**WHAT THE TASK ASKS**
Would it be possible to reproduce every entry exactly, please?

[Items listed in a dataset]
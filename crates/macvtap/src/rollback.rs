//! Compensating actions for partially applied link changes.
//!
//! Each kernel mutation that succeeds records its inverse here. When a later
//! step fails, [`Rollback::unwind`] runs the recorded inverses newest first.
//! Their own failures are logged and dropped so the original error is the one
//! reported.

use macvtap_network::LinkManager;

/// Inverse of a completed step.
#[derive(Debug, Clone, PartialEq, Eq)]
pub enum Undo {
    /// Delete the named link in the target namespace.
    DeleteLink {
        /// Link name.
        name: String,
    },
}

/// Journal of inverse actions.
#[derive(Debug, Default)]
#[must_use]
pub struct Rollback {
    steps: Vec<Undo>,
}

impl Rollback {
    /// Create an empty journal.
    pub const fn new() -> Self {
        Self { steps: Vec::new() }
    }

    /// Record the inverse of a step that just succeeded.
    pub fn push(&mut self, step: Undo) {
        tracing::trace!(?step, "Recorded rollback step");
        self.steps.push(step);
    }

    /// Recorded steps, oldest first.
    #[must_use]
    pub fn steps(&self) -> &[Undo] {
        &self.steps
    }

    /// Keep every change made so far.
    pub fn commit(self) {
        tracing::trace!(steps = self.steps.len(), "Rollback committed");
    }

    /// Undo every recorded step inside `netns`, newest first.
    pub async fn unwind<M: LinkManager>(self, links: &M, netns: &M::Netns) {
        for step in self.steps.into_iter().rev() {
            match step {
                Undo::DeleteLink { name } => {
                    if let Err(err) = links.delete(Some(netns), &name).await {
                        tracing::warn!(%name, %err, "Rollback step failed");
                    } else {
                        tracing::debug!(%name, "Rolled back link");
                    }
                }
            }
        }
    }
}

**EXERCISE RESULT**
filename crates/macvtap/src/rollback.rs
//! Compensating actions for partially applied link changes.
//!
//! Each kernel mutation that succeeds records its inverse here. When a later
//! step fails, [`Rollback::unwind`] runs the recorded inverses newest first.
//! Their own failures are logged and dropped so the original error is the one
//! reported.

use macvtap_network::LinkManager;

/// Inverse of a completed step.
#[derive(Debug, Clone, PartialEq, Eq)]
pub enum Undo {
    /// Delete the named link in the target namespace.
    DeleteLink {
        /// Link name.
        name: String,
    },
}

/// Journal of inverse actions.
#[derive(Debug, Default)]
#[must_use]
pub struct Rollback {
    steps: Vec<Undo>,
}

impl Rollback {
    /// Create an empty journal.
    pub const fn new() -> Self {
        Self { steps: Vec::new() }
    }

    /// Record the inverse of a step that just succeeded.
    pub fn push(&mut self, step: Undo) {
        tracing::trace!(?step, "Recorded rollback step");
        self.steps.push(step);
    }

    /// Recorded steps, oldest first.
    #[must_use]
    pub fn steps(&self) -> &[Undo] {
        &self.steps
    }

    /// Keep every change made so far.
    pub fn commit(self) {
        tracing::trace!(steps = self.steps.len(), "Rollback committed");
    }

    /// Undo every recorded step inside `netns`, newest first.
    pub async fn unwind<M: LinkManager>(self, links: &M, netns: &M::Netns) {
        for step in self.steps.into_iter().rev() {
            match step {
                Undo::DeleteLink { name } => {
                    if let Err(err) = links.delete(Some(netns), &name).await {
                        tracing::warn!(%name, %err, "Rollback step failed");
                    } else {
                        tracing::debug!(%name, "Rolled back link");
                    }
                }
            }
        }
    }
}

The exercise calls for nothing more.